Characterization of human AQP5 mutations found in patients suffering from palmoplantar keratosis (Bothnian type).

Abstract

Aquaporins are structurally well conserved within all kingdoms of life and can be divided into two main groups: (i) orthodox aquaporins conducting only water molecules, and (ii) aquaglyceroporins channeling water and other small uncharged solutes. Water transport through these integral membrane channels takes place in a single-file fashion through the pores of each of the protomers that form tetrameric units in cell membranes.[PP1] Here we focus on the functional consequences of mutations in the orthodox aquaporin-5 (Aqp5), commonly expressed in salivary glands, digestive and respiratory systems, kidneys, the CNS, and sweat glands.
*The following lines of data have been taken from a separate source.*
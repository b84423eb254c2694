use crate::error::IngestError;
use core_types::{Dataset, GdpRecord};
use serde::Deserialize;
use std::collections::HashSet;
use std::fs::File;
use std::io::Read;
use std::path::Path;

const COUNTRY_COLUMN: &str = "Country Name";
const CODE_COLUMN: &str = "Country Code";
const YEAR_COLUMN: &str = "Year";
const VALUE_COLUMN: &str = "GDP";
const LEGACY_VALUE_COLUMN: &str = "Value";

/// How the loader treats rows that fail validation.
#[derive(Debug, Clone, Default, PartialEq, Eq)]
pub struct LoadOptions {
    /// Abort on the first bad row instead of skipping it.
    pub strict: bool,
}

/// Row counts from a completed load.
#[derive(Debug, Clone, Copy, Default, PartialEq, Eq)]
pub struct LoadReport {
    pub accepted: usize,
    pub malformed: usize,
    pub duplicates: usize,
}

impl LoadReport {
    pub fn rejected(&self) -> usize {
        self.malformed + self.duplicates
    }
}

#[derive(Debug)]
pub struct LoadOutcome {
    pub dataset: Dataset,
    pub report: LoadReport,
}

/// One CSV row before validation. Every field is optional so that a bad row
/// can be reported with a useful reason instead of a bare serde error.
#[derive(Debug, Deserialize)]
struct RawRow {
    #[serde(rename = "Country Name")]
    country: Option<String>,
    #[serde(rename = "Country Code", default)]
    code: Option<String>,
    #[serde(rename = "Year")]
    year: Option<i32>,
    #[serde(rename = "GDP", alias = "Value")]
    value: Option<f64>,
}

enum Rejection {
    Malformed(String),
    Duplicate(String),
}

/// Loads and validates a GDP dataset from a CSV file.
pub fn load_csv(path: &Path, options: &LoadOptions) -> Result<LoadOutcome, IngestError> {
    let file = File::open(path).map_err(|source| IngestError::Io {
        path: path.to_path_buf(),
        source,
    })?;
    tracing::info!(path = %path.display(), strict = options.strict, "Loading GDP dataset.");
    parse_csv(file, options)
}

/// Parses and validates GDP rows from any CSV source.
///
/// Expects the headers `Country Name`, `Year` and `GDP` (or the legacy
/// `Value`), with an optional `Country Code`. Rows failing validation, and
/// any repeat of a (country, year) pair already seen, are skipped and counted
/// unless `options.strict` is set.
pub fn parse_csv<R: Read>(reader: R, options: &LoadOptions) -> Result<LoadOutcome, IngestError> {
    let mut csv_reader = csv::ReaderBuilder::new()
        .trim(csv::Trim::All)
        .flexible(true)
        .from_reader(reader);

    let headers = csv_reader.headers()?.clone();
    require_columns(&headers)?;
    if !headers.iter().any(|h| h == CODE_COLUMN) {
        tracing::debug!("No '{}' column; regions will be unavailable.", CODE_COLUMN);
    }

    let mut records = Vec::new();
    let mut seen: HashSet<(String, i32)> = HashSet::new();
    let mut report = LoadReport::default();
    let mut row = csv::ByteRecord::new();

    // Rows are read as bytes so that a row with invalid UTF-8 is rejected on
    // its own instead of failing the whole load.
    while csv_reader.read_byte_record(&mut row)? {
        let line = row.position().map(|p| p.line()).unwrap_or_default();

        let outcome = csv::StringRecord::from_byte_record(row.clone())
            .map_err(|e| Rejection::Malformed(format!("invalid UTF-8: {}", e.utf8_error())))
            .and_then(|row| {
                row.deserialize::<RawRow>(Some(&headers))
                    .map_err(|e| Rejection::Malformed(e.to_string()))
            })
            .and_then(validate_row)
            .and_then(|record| {
                if seen.insert((record.country().to_string(), record.year())) {
                    Ok(record)
                } else {
                    Err(Rejection::Duplicate(format!(
                        "duplicate entry for '{}' in {}",
                        record.country(),
                        record.year()
                    )))
                }
            });

        match outcome {
            Ok(record) => records.push(record),
            Err(rejection) => {
                let reason = match &rejection {
                    Rejection::Malformed(reason) | Rejection::Duplicate(reason) => reason.clone(),
                };
                if options.strict {
                    return Err(IngestError::MalformedRow { line, reason });
                }
                tracing::warn!(line, reason = %reason, "Skipping GDP row.");
                match rejection {
                    Rejection::Malformed(_) => report.malformed += 1,
                    Rejection::Duplicate(_) => report.duplicates += 1,
                }
            }
        }
    }

    report.accepted = records.len();
    let dataset = Dataset::new(records)?;

    tracing::info!(
        accepted = report.accepted,
        malformed = report.malformed,
        duplicates = report.duplicates,
        years = dataset.years().len(),
        countries = dataset.countries().len(),
        "GDP dataset loaded."
    );

    Ok(LoadOutcome { dataset, report })
}

fn require_columns(headers: &csv::StringRecord) -> Result<(), IngestError> {
    let has = |name: &str| headers.iter().any(|h| h == name);

    for column in [COUNTRY_COLUMN, YEAR_COLUMN] {
        if !has(column) {
            return Err(IngestError::MissingColumn(column.to_string()));
        }
    }
    if !has(VALUE_COLUMN) && !has(LEGACY_VALUE_COLUMN) {
        return Err(IngestError::MissingColumn(format!(
            "{VALUE_COLUMN} (or {LEGACY_VALUE_COLUMN})"
        )));
    }
    Ok(())
}

fn validate_row(raw: RawRow) -> Result<GdpRecord, Rejection> {
    let country = raw
        .country
        .ok_or_else(|| Rejection::Malformed(format!("missing {COUNTRY_COLUMN}")))?;
    let year = raw
        .year
        .ok_or_else(|| Rejection::Malformed(format!("missing {YEAR_COLUMN}")))?;
    let value = raw
        .value
        .ok_or_else(|| Rejection::Malformed(format!("missing {VALUE_COLUMN}")))?;

    GdpRecord::new(country, raw.code, year, value).map_err(|e| Rejection::Malformed(e.to_string()))
}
These mutations cause hereditary palmoplantar keratoma (Bothnia type; PPKB), marked by hyperkeratotic lesions on the surface of palms and soles. They differ in the positions of the substituted amino acids as well as backbone interactions. We overexpressed some of the mutations in S. cerevisiae as YFP-fusion proteins, purified and reconstituted the water channels into lipid vesicles, and monitored osmotic vesicle deflation under stopped-flow conditions. Additionally assessing the number of reconstituted channels by fluorescence correlation spectroscopy allowed calculation of unitary water channel conductances. The significance of the alterations in water channeling capabilities is discussed with respect to disease genesis.